**** Supplied entries ****
//!
//! Traits Module
//!
//! This module contains the seams of the grading core. Each external collaborator a scorer
//! depends on is reached through one of these traits, so scorers can be driven by real tools
//! in production and by in-memory doubles in tests.
//!
//! - [`scorer`]: the uniform contract every scorer variant implements.
//! - [`suite`]: test suites run by the unit-test and coverage scorers.
//! - [`style_checker`]: static style checkers used by the code-style scorer.
//! - [`collector`]: coverage data collection around an instrumented run.
//! - [`parser`]: the generic trait for parsing external tool output into Rust types.

pub mod collector;
pub mod parser;
pub mod scorer;
pub mod style_checker;
pub mod suite;
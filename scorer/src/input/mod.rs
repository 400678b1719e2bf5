//! # Input Data
//!
//! Types for judging supplied test data: the [`schema::RecordSchema`] that input records must
//! follow, the typed [`schema::Record`] each CSV row becomes, and the ordered
//! [`check_class::CheckClasses`] the records are expected to exercise.

pub mod check_class;
pub mod schema;
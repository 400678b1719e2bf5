//! In-process test cases.
//!
//! A [`CaseSuite`] is a named list of closures. Each closure runs on the blocking thread pool so
//! a slow case does not stall the runtime, and a panicking case is recorded as an error instead
//! of tearing down the grader.
//!
//! A blocking thread cannot be cancelled. When a runner time limit expires the scorer is still
//! reported as timed out, but the case that was running keeps its thread until the closure
//! returns on its own; the remaining cases are never started.

use crate::traits::suite::{SuiteReport, TestOutcome, TestSuite};
use async_trait::async_trait;
use std::any::Any;
use std::fmt;
use std::sync::Arc;
use tracing::debug;

/// Why a case did not pass.
#[derive(Debug, Clone, PartialEq, Eq)]
pub enum CaseError {
    /// An expectation about the code under test did not hold.
    Failure(String),
    /// The case itself could not run.
    Error(String),
}

impl CaseError {
    /// `Ok(())` when `condition` holds, a failure with `text` otherwise.
    pub fn check(condition: bool, text: impl Into<String>) -> Result<(), CaseError> {
        if condition {
            Ok(())
        } else {
            Err(CaseError::Failure(text.into()))
        }
    }
}

impl fmt::Display for CaseError {
    fn fmt(&self, f: &mut fmt::Formatter<'_>) -> fmt::Result {
        match self {
            CaseError::Failure(text) => write!(f, "failure: {text}"),
            CaseError::Error(text) => write!(f, "error: {text}"),
        }
    }
}

type CaseFn = Arc<dyn Fn() -> Result<(), CaseError> + Send + Sync>;

pub struct CaseSuite {
    name: String,
    cases: Vec<(String, CaseFn)>,
}

/// A type that knows how to build its own suite.
pub trait TestCase {
    fn suite() -> CaseSuite;
}

fn panic_text(payload: Box<dyn Any + Send>) -> String {
    if let Some(s) = payload.downcast_ref::<&str>() {
        format!("panicked: {s}")
    } else if let Some(s) = payload.downcast_ref::<String>() {
        format!("panicked: {s}")
    } else {
        "panicked".to_string()
    }
}

impl CaseSuite {
    pub fn new(name: impl Into<String>) -> Self {
        Self {
            name: name.into(),
            cases: Vec::new(),
        }
    }

    pub fn case<F>(mut self, name: impl Into<String>, case: F) -> Self
    where
        F: Fn() -> Result<(), CaseError> + Send + Sync + 'static,
    {
        self.cases.push((name.into(), Arc::new(case)));
        self
    }

    pub fn name(&self) -> &str {
        &self.name
    }
}

impl fmt::Debug for CaseSuite {
    fn fmt(&self, f: &mut fmt::Formatter<'_>) -> fmt::Result {
        f.debug_struct("CaseSuite")
            .field("name", &self.name)
            .field("cases", &self.cases.len())
            .finish()
    }
}

#[async_trait]
impl TestSuite for CaseSuite {
    fn count_test_cases(&self) -> usize {
        self.cases.len()
    }

    async fn run(&self) -> SuiteReport {
        let mut report = SuiteReport::default();
        for (name, case) in &self.cases {
            let id = format!("{}.{}", self.name, name);
            let case = Arc::clone(case);
            let outcome = match tokio::task::spawn_blocking(move || case()).await {
                Ok(Ok(())) => TestOutcome::passed(id),
                Ok(Err(CaseError::Failure(text))) => TestOutcome::failed(id, text),
                Ok(Err(CaseError::Error(text))) => TestOutcome::errored(id, text),
                Err(e) if e.is_panic() => TestOutcome::errored(id, panic_text(e.into_panic())),
                Err(e) => TestOutcome::errored(id, e.to_string()),
            };
            debug!("{} -> {:?}", outcome.id, outcome.status);
            report.push(outcome);
        }
        report
    }
}
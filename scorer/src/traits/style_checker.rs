//!
//! # Style Checker Trait
//!
//! A [`StyleChecker`] inspects a list of source files and reports every style violation it
//! finds, grouped by file in the order the files were given.
//!

use crate::error::ScorerError;
use async_trait::async_trait;
use serde::Serialize;
use std::path::{Path, PathBuf};

/// One style violation.
#[derive(Debug, Clone, PartialEq, Eq, Serialize)]
pub struct Violation {
    /// 1-based line number.
    pub line: u32,
    /// 1-based column number.
    pub column: u32,
    /// Checker code, e.g. `E501`.
    pub code: String,
    pub text: String,
    /// The offending source line, when the checker shows source.
    pub source_line: Option<String>,
}

/// Violations found in one file.
#[derive(Debug, Clone, PartialEq, Eq, Serialize)]
pub struct FileViolations {
    pub path: PathBuf,
    pub violations: Vec<Violation>,
}

impl FileViolations {
    pub fn is_clean(&self) -> bool {
        self.violations.is_empty()
    }
}

/// Result of checking a file list. Holds one entry per checked file, clean ones included.
#[derive(Debug, Clone, Default, PartialEq, Eq, Serialize)]
pub struct StyleReport {
    pub files: Vec<FileViolations>,
}

impl StyleReport {
    /// Build a report for `files`, in that order, distributing `violations` by path.
    /// Violations for paths outside `files` are dropped.
    pub fn group(files: &[PathBuf], violations: Vec<(PathBuf, Violation)>) -> Self {
        let mut report = StyleReport {
            files: files
                .iter()
                .map(|p| FileViolations {
                    path: p.clone(),
                    violations: Vec::new(),
                })
                .collect(),
        };
        for (path, violation) in violations {
            if let Some(entry) = report.entry_mut(&path) {
                entry.violations.push(violation);
            }
        }
        for entry in &mut report.files {
            entry.violations.sort_by_key(|v| (v.line, v.column));
        }
        report
    }

    fn entry_mut(&mut self, path: &Path) -> Option<&mut FileViolations> {
        let wanted = util::paths::normalize(path);
        self.files
            .iter_mut()
            .find(|f| util::paths::normalize(&f.path) == wanted)
    }

    /// Number of files with at least one violation.
    pub fn count_trouble_files(&self) -> usize {
        self.files.iter().filter(|f| !f.is_clean()).count()
    }

    pub fn total_violations(&self) -> usize {
        self.files.iter().map(|f| f.violations.len()).sum()
    }
}

/// A static style checker.
#[async_trait]
pub trait StyleChecker: Send + Sync {
    /// Check every file in `files`.
    ///
    /// # Errors
    /// A [`ScorerError::Failure`] when the checker cannot be run or its output is unusable.
    async fn check_files(&self, files: &[PathBuf]) -> Result<StyleReport, ScorerError>;
}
****
◆ Work to complete ◆
Transcribe all of the material exactly as it was written.

◆ Answer section ◆
//!
//! Traits Module
//!
//! This module contains the seams of the grading core. Each external collaborator a scorer
//! depends on is reached through one of these traits, so scorers can be driven by real tools
//! in production and by in-memory doubles in tests.
//!
//! - [`scorer`]: the uniform contract every scorer variant implements.
//! - [`suite`]: test suites run by the unit-test and coverage scorers.
//! - [`style_checker`]: static style checkers used by the code-style scorer.
//! - [`collector`]: coverage data collection around an instrumented run.
//! - [`parser`]: the generic trait for parsing external tool output into Rust types.

pub mod collector;
pub mod parser;
pub mod scorer;
pub mod style_checker;
pub mod suite;
filename scorer/src/input/mod.rs
repository 400678b1719e2bf5
//! # Input Data
//!
//! Types for judging supplied test data: the [`schema::RecordSchema`] that input records must
//! follow, the typed [`schema::Record`] each CSV row becomes, and the ordered
//! [`check_class::CheckClasses`] the records are expected to exercise.

pub mod check_class;
pub mod schema;
repository 400678b1719e2bf5
//! In-process test cases.
//!
//! A [`CaseSuite`] is a named list of closures. Each closure runs on the blocking thread pool so
//! a slow case does not stall the runtime, and a panicking case is recorded as an error instead
//! of tearing down the grader.
//!
//! A blocking thread cannot be cancelled. When a runner time limit expires the scorer is still
//! reported as timed out, but the case that was running keeps its thread until the closure
//! returns on its own; the remaining cases are never started.

use crate::traits::suite::{SuiteReport, TestOutcome, TestSuite};
use async_trait::async_trait;
use std::any::Any;
use std::fmt;
use std::sync::Arc;
use tracing::debug;

/// Why a case did not pass.
#[derive(Debug, Clone, PartialEq, Eq)]
pub enum CaseError {
    /// An expectation about the code under test did not hold.
    Failure(String),
    /// The case itself could not run.
    Error(String),
}

impl CaseError {
    /// `Ok(())` when `condition` holds, a failure with `text` otherwise.
    pub fn check(condition: bool, text: impl Into<String>) -> Result<(), CaseError> {
        if condition {
            Ok(())
        } else {
            Err(CaseError::Failure(text.into()))
        }
    }
}

impl fmt::Display for CaseError {
    fn fmt(&self, f: &mut fmt::Formatter<'_>) -> fmt::Result {
        match self {
            CaseError::Failure(text) => write!(f, "failure: {text}"),
            CaseError::Error(text) => write!(f, "error: {text}"),
        }
    }
}

type CaseFn = Arc<dyn Fn() -> Result<(), CaseError> + Send + Sync>;

pub struct CaseSuite {
    name: String,
    cases: Vec<(String, CaseFn)>,
}

/// A type that knows how to build its own suite.
pub trait TestCase {
    fn suite() -> CaseSuite;
}

fn panic_text(payload: Box<dyn Any + Send>) -> String {
    if let Some(s) = payload.downcast_ref::<&str>() {
        format!("panicked: {s}")
    } else if let Some(s) = payload.downcast_ref::<String>() {
        format!("panicked: {s}")
    } else {
        "panicked".to_string()
    }
}

impl CaseSuite {
    pub fn new(name: impl Into<String>) -> Self {
        Self {
            name: name.into(),
            cases: Vec::new(),
        }
    }

    pub fn case<F>(mut self, name: impl Into<String>, case: F) -> Self
    where
        F: Fn() -> Result<(), CaseError> + Send + Sync + 'static,
    {
        self.cases.push((name.into(), Arc::new(case)));
        self
    }

    pub fn name(&self) -> &str {
        &self.name
    }
}

impl fmt::Debug for CaseSuite {
    fn fmt(&self, f: &mut fmt::Formatter<'_>) -> fmt::Result {
        f.debug_struct("CaseSuite")
            .field("name", &self.name)
            .field("cases", &self.cases.len())
            .finish()
    }
}

#[async_trait]
impl TestSuite for CaseSuite {
    fn count_test_cases(&self) -> usize {
        self.cases.len()
    }

    async fn run(&self) -> SuiteReport {
        let mut report = SuiteReport::default();
        for (name, case) in &self.cases {
            let id = format!("{}.{}", self.name, name);
            let case = Arc::clone(case);
            let outcome = match tokio::task::spawn_blocking(move || case()).await {
                Ok(Ok(())) => TestOutcome::passed(id),
                Ok(Err(CaseError::Failure(text))) => TestOutcome::failed(id, text),
                Ok(Err(CaseError::Error(text))) => TestOutcome::errored(id, text),
                Err(e) if e.is_panic() => TestOutcome::errored(id, panic_text(e.into_panic())),
                Err(e) => TestOutcome::errored(id, e.to_string()),
            };
            debug!("{} -> {:?}", outcome.id, outcome.status);
            report.push(outcome);
        }
        report
    }
}
filename scorer/src/traits/style_checker.rs
//!
//! # Style Checker Trait
//!
//! A [`StyleChecker`] inspects a list of source files and reports every style violation it
//! finds, grouped by file in the order the files were given.
//!

use crate::error::ScorerError;
use async_trait::async_trait;
use serde::Serialize;
use std::path::{Path, PathBuf};

/// One style violation.
#[derive(Debug, Clone, PartialEq, Eq, Serialize)]
pub struct Violation {
    /// 1-based line number.
    pub line: u32,
    /// 1-based column number.
    pub column: u32,
    /// Checker code, e.g. `E501`.
    pub code: String,
    pub text: String,
    /// The offending source line, when the checker shows source.
    pub source_line: Option<String>,
}

/// Violations found in one file.
#[derive(Debug, Clone, PartialEq, Eq, Serialize)]
pub struct FileViolations {
    pub path: PathBuf,
    pub violations: Vec<Violation>,
}

impl FileViolations {
    pub fn is_clean(&self) -> bool {
        self.violations.is_empty()
    }
}

/// Result of checking a file list. Holds one entry per checked file, clean ones included.
#[derive(Debug, Clone, Default, PartialEq, Eq, Serialize)]
pub struct StyleReport {
    pub files: Vec<FileViolations>,
}

impl StyleReport {
    /// Build a report for `files`, in that order, distributing `violations` by path.
    /// Violations for paths outside `files` are dropped.
    pub fn group(files: &[PathBuf], violations: Vec<(PathBuf, Violation)>) -> Self {
        let mut report = StyleReport {
            files: files
                .iter()
                .map(|p| FileViolations {
                    path: p.clone(),
                    violations: Vec::new(),
                })
                .collect(),
        };
        for (path, violation) in violations {
            if let Some(entry) = report.entry_mut(&path) {
                entry.violations.push(violation);
            }
        }
        for entry in &mut report.files {
            entry.violations.sort_by_key(|v| (v.line, v.column));
        }
        report
    }

    fn entry_mut(&mut self, path: &Path) -> Option<&mut FileViolations> {
        let wanted = util::paths::normalize(path);
        self.files
            .iter_mut()
            .find(|f| util::paths::normalize(&f.path) == wanted)
    }

    /// Number of files with at least one violation.
    pub fn count_trouble_files(&self) -> usize {
        self.files.iter().filter(|f| !f.is_clean()).count()
    }

    pub fn total_violations(&self) -> usize {
        self.files.iter().map(|f| f.violations.len()).sum()
    }
}

/// A static style checker.
#[async_trait]
pub trait StyleChecker: Send + Sync {
    /// Check every file in `files`.
    ///
    /// # Errors
    /// A [`ScorerError::Failure`] when the checker cannot be run or its output is unusable.
    async fn check_files(&self, files: &[PathBuf]) -> Result<StyleReport, ScorerError>;
}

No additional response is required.